The U.N. nuclear watchdog, the International Atomic Energy Agency, has published multiple reports on the possible military dimensions of Iran’s controversial program. In 2015, it concluded:

The Agency’s overall assessment is that a range of activities relevant to the development of a nuclear explosive device were conducted in Iran prior to the end of 2003 as a coordinated effort, and some activities took place after 2003. The Agency also assesses that these activities did not advance beyond feasibility and scientific studies, and the acquisition of certain relevant technical competences and capabilities. The Agency has no credible indications of activities in Iran relevant to the development of a nuclear explosive device after 2009.

Former U.N. weapons inspector David Albright, the president and founder of the Institute for Science and International Security, told Bloomberg that the “most significant thing is that this is a warehoused collection intended to be used later for reconstitution.” Mark Dubowitiz, CEO of the Foundation for Defense of Democracies, tweeted that Iran’s retention of such a large archive was “new, alarming and inconsistent with JCPOA pledge to only have a program for peaceful purposes.”

Netanyahu has been one of the most vocal critics of the JCPOA since it was brokered in 2015. In his presentation on April 30, he said the “terrible” deal was “based on lies and Iranian deception” and that it should never have been brokered.

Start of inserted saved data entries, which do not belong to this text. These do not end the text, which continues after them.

// Copyright (c) 2026 100monkeys.ai
// SPDX-License-Identifier: AGPL-3.0

//! Deploy Orchestrator
//!
//! Standing inference services. Unlike jobs, a service never finishes on its
//! own: it runs until destroyed, and any failure (at start or detected later
//! by reconciliation) tears it down completely.
//!
//! `Deploying → [DownloadImage] → DownloadScript → DownloadWeights → Running`

use async_trait::async_trait;
use std::sync::Arc;
use tracing::{error, info, warn};

use crate::application::dispatcher::TaskHandler;
use crate::application::lifecycle::TaskLifecycle;
use crate::domain::messages::DeployRequest;
use crate::domain::record::{DeployServiceRecord, TaskRecord};
use crate::domain::repository::RegistryError;
use crate::domain::task::{validate_task_id, DeployOp, DeployStatus, TaskError};
use crate::domain::workspace::*;

pub struct DeployOrchestrator {
    lifecycle: Arc<TaskLifecycle<DeployServiceRecord>>,
}

impl DeployOrchestrator {
    pub fn new(lifecycle: Arc<TaskLifecycle<DeployServiceRecord>>) -> Self {
        Self { lifecycle }
    }

    pub fn lifecycle(&self) -> &Arc<TaskLifecycle<DeployServiceRecord>> {
        &self.lifecycle
    }

    pub async fn deploy(&self, request: DeployRequest) {
        let service_id = request.service_id.clone();
        if let Err(e) = validate_task_id(&service_id) {
            error!(error = %e, "Rejecting deploy");
            return;
        }
        info!(service_id = %service_id, image = %request.infer_image_name, "Deploying service");

        let mut record = DeployServiceRecord::from_request(request);
        record.set_status(DeployStatus::Deploying);
        match self.lifecycle.register(&record) {
            Ok(()) => {}
            Err(RegistryError::DuplicateId(_)) => {
                warn!(service_id = %service_id, "Service already exists; ignoring deploy");
                return;
            }
            Err(e) => {
                error!(service_id = %service_id, error = %e, "Failed to register service");
                return;
            }
        }
        self.lifecycle.notifier().status(&record).await;

        match self.run_deploy(&mut record).await {
            Ok(()) => {}
            Err(e) if e.is_conflict() => {
                info!(service_id = %service_id, reason = %e, "Deploy abandoned");
                if self.lifecycle.find(&service_id).is_none() {
                    self.lifecycle.cleanup(&service_id).await;
                }
            }
            Err(e) => {
                error!(service_id = %service_id, error = %e, "Deploy failed");
                record.set_remark(format!("start error: {}", e));
                if let Err(e) = self.lifecycle.transition(&mut record, DeployStatus::Failed).await {
                    warn!(service_id = %service_id, reason = %e, "Could not record deploy failure");
                }
                self.lifecycle.destroy(&service_id).await;
            }
        }
    }

    async fn run_deploy(&self, record: &mut DeployServiceRecord) -> Result<(), TaskError> {
        let lc = &self.lifecycle;
        let req = record.deploy_request.clone();
        let id = req.service_id.as_str();
        lc.prepare_dirs().await?;

        if !lc.image_present(&req.infer_image_name).await {
            lc.transition(record, DeployStatus::DownloadImage).await?;
            lc.fetch_image(&req.infer_image_name, &req.infer_image_bucket, &req.infer_image_path)
                .await?;
        }

        lc.transition(record, DeployStatus::DownloadScript).await?;
        lc.fetch_script(id, &req.algorithm_script_bucket, &req.algorithm_script_path)
            .await?;

        lc.transition(record, DeployStatus::DownloadWeights).await?;
        tokio::fs::create_dir_all(lc.task_dir(id).join(MODEL_DIR)).await?;
        if !req.model_bucket.is_empty() && !req.model_path.is_empty() {
            lc.fetch_file(id, &req.model_bucket, &req.model_path, MODEL_DIR, file_name_of(&req.model_path))
                .await?;
        }

        let args = deploy_args(&req, &lc.config().runtime.workspace);
        lc.launch(record, &req.infer_image_name, args).await
    }

    /// Removes the service whatever its state and reports it `Destroyed`.
    pub async fn destroy(&self, service_id: &str) {
        let Some(mut record) = self.lifecycle.find(service_id) else {
            warn!(service_id, "Destroy requested for unknown service");
            let missing = DeployServiceRecord {
                service_id: service_id.to_string(),
                service_status: DeployStatus::Destroyed,
                remark: "service not found".to_string(),
                ..Default::default()
            };
            self.lifecycle.notifier().status(&missing).await;
            return;
        };

        self.lifecycle.destroy(service_id).await;
        record.set_status(DeployStatus::Destroyed);
        self.lifecycle.notifier().status(&record).await;
        info!(service_id, "Service destroyed");
    }
}

#[async_trait]
impl TaskHandler<DeployRequest> for DeployOrchestrator {
    async fn handle(&self, request: DeployRequest) {
        match request.op {
            DeployOp::Deploy => self.deploy(request).await,
            DeployOp::Destroy => self.destroy(&request.service_id).await,
        }
    }
}

pub fn deploy_args(req: &DeployRequest, ws: &str) -> Vec<String> {
    let mut args = vec![
        ARG_SERVICE_ID.to_string(),
        req.service_id.clone(),
        ARG_MODEL_PATH.to_string(),
        container_path(ws, &format!("{}/{}", MODEL_DIR, file_name_of(&req.model_path))),
    ];
    args.extend(req.args.iter().cloned());
    push_class_names(&mut args, &req.dataset_label);
    args
}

Netanyahu gave three reasons for why he thinks the deal gives Tehran a “clear path” to nuclear weapons:

  • The JCPOA will eventually allow Iran to enrich an unlimited amount of uranium
  • The agreement did not address Iran’s continued development of ballistic missiles
  • The deal did not adequately address Iran’s secret nuclear weapons program

President Trump has demanded fixes to the Joint Comprehensive Plan of Action (JCPOA) under threat of withdrawing from it; he is due to make a decision on May 12. “I'm sure he'll do the right thing. The right thing for the U.S. The right thing for Israel. And the right thing for the peace of the world,” said Netanyahu. 

Trump watched part of Netanyahu’s briefing just before his joint press conference with Nigeria’s president on April 30. “I think if anything what’s happening today … and what we’ve learned has really shown that I’ve been 100 percent right [about Iran],” said Trump. This “is not an acceptable situation,” he said, referring to Tehran’s alleged archival of plans for nuclear weapons.

E.U. foreign policy chief Federica Mogherini said Netanyahu’s revelations warranted investigation by the IAEA but did not necessarily impact the JCPOA. “What I have seen from the first reports is that Prime Minister Netanyahu has not put into question Iran's compliance with the JCPOA commitments, meaning post-2015 nuclear commitments,” she said in a statement.

The following is a transcript of his remarks and a video of a later interview with CNN.

 

Prime Minister Netanyahu

"Good evening. Tonight, we’re going to show you something that the world has never seen before. Tonight, we are going to reveal new and conclusive proof of the secret nuclear weapons program that Iran has been hiding for years from the international community in its secret atomic archive.

We’re going to show you Iran’s secret nuclear files.

You may well know that Iran’s leaders repeatedly deny ever pursuing nuclear weapons. You can listen to Iran’s Supreme Leader Ali Khamenei: “I stress that the Islamic Republic has never been after nuclear weapons.” You can listen to Iran’s president Hassan Rouhani: “Nuclear weapons and other weapons of mass destruction have no place in Iran’s security and defense doctrine, and contradict our fundamental religious and ethical convictions.” This is repeated by Iran’s Foreign Minister Javad Zarif: “We didn’t have any program to develop nuclear weapons. Anyway, we consider nuclear weapons both irrational as well as immoral.”

Well, tonight, I’m here to tell you one thing: Iran lied. Big time.

After signing the nuclear deal in 2015, Iran intensified its efforts to hide its secret nuclear files. In 2017, Iran moved its nuclear weapons files to a highly secret location in Tehran. This is the Shorabad District in southern Tehran. This is where they kept the atomic archives. Right here. Few Iranians knew where it was, very few, and also a few Israelis.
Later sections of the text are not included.